*Data:*
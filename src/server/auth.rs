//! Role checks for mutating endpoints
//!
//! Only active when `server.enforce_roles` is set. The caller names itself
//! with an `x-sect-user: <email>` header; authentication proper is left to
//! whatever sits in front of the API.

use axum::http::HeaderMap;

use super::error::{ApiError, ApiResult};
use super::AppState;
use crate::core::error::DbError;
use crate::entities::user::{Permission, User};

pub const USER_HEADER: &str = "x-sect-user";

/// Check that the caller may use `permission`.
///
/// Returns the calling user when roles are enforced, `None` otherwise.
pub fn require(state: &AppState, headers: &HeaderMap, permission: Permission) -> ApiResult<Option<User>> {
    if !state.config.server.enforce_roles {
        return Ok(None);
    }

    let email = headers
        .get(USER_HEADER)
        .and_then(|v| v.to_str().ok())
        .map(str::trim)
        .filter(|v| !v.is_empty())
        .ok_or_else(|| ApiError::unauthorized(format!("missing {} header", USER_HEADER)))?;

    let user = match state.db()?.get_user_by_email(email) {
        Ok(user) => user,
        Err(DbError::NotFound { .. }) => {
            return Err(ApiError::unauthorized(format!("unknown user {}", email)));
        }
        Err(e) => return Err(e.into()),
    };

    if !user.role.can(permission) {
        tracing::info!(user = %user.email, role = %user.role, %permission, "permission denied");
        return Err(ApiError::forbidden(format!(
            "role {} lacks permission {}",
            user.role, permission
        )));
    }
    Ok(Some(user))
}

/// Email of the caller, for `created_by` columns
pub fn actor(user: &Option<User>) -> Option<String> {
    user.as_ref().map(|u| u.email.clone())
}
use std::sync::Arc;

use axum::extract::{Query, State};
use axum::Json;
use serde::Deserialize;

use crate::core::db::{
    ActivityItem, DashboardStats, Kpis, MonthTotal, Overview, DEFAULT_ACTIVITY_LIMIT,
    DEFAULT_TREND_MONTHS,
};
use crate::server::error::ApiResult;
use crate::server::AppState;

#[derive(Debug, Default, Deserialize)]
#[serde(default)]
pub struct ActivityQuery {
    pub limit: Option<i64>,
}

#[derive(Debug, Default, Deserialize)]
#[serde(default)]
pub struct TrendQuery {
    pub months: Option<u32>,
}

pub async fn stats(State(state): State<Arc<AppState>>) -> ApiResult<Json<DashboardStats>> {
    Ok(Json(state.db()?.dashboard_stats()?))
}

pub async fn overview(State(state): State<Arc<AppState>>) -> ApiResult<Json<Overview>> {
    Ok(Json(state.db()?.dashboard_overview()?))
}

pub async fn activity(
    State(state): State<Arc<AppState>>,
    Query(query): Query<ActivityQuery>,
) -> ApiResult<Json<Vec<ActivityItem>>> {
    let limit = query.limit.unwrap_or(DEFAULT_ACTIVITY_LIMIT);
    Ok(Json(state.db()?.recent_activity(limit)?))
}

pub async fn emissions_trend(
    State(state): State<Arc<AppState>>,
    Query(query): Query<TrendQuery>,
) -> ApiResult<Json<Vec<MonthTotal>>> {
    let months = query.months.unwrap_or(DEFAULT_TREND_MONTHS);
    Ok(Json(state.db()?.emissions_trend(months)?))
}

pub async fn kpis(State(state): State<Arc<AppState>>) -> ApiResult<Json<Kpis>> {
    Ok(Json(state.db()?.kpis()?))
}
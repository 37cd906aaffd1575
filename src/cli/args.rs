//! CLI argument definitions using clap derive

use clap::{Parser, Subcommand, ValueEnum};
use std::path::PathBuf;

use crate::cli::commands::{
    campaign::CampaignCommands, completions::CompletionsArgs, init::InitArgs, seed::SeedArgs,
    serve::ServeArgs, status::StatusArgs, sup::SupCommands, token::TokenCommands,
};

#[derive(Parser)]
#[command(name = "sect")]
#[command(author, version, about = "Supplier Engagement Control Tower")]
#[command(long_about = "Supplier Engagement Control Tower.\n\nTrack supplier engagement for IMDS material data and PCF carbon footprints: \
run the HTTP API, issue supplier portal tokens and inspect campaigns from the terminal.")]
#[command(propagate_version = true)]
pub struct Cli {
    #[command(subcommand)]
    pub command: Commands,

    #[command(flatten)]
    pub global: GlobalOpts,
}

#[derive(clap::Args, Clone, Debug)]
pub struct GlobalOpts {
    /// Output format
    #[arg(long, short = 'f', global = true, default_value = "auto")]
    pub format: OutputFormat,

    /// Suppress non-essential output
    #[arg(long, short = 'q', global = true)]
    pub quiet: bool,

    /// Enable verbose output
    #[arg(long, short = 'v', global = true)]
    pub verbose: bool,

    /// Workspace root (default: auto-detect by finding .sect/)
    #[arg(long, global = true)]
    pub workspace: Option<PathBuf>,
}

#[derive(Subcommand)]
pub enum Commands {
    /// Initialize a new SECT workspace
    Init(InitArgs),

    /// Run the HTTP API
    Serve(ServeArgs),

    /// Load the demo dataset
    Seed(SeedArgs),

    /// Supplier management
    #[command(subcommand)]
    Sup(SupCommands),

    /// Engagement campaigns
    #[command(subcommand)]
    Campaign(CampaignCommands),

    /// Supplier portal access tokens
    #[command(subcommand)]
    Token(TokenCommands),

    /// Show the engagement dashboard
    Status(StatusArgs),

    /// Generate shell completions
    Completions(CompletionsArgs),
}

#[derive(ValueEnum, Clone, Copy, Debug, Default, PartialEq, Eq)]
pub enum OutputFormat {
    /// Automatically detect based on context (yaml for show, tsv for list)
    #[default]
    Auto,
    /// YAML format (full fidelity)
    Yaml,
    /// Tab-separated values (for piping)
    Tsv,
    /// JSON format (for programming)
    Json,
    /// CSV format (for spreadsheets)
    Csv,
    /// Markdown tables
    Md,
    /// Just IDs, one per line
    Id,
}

*Your assignment:*
Transcribe the lines from the first line of the records through the line that contains "use crate::core::error::DbError;", both included, and add nothing else.

*Solution to the problem:*
filename src/server/auth.rs
//! Role checks for mutating endpoints
//!
//! Only active when `server.enforce_roles` is set. The caller names itself
//! with an `x-sect-user: <email>` header; authentication proper is left to
//! whatever sits in front of the API.

use axum::http::HeaderMap;

use super::error::{ApiError, ApiResult};
use super::AppState;
use crate::core::error::DbError;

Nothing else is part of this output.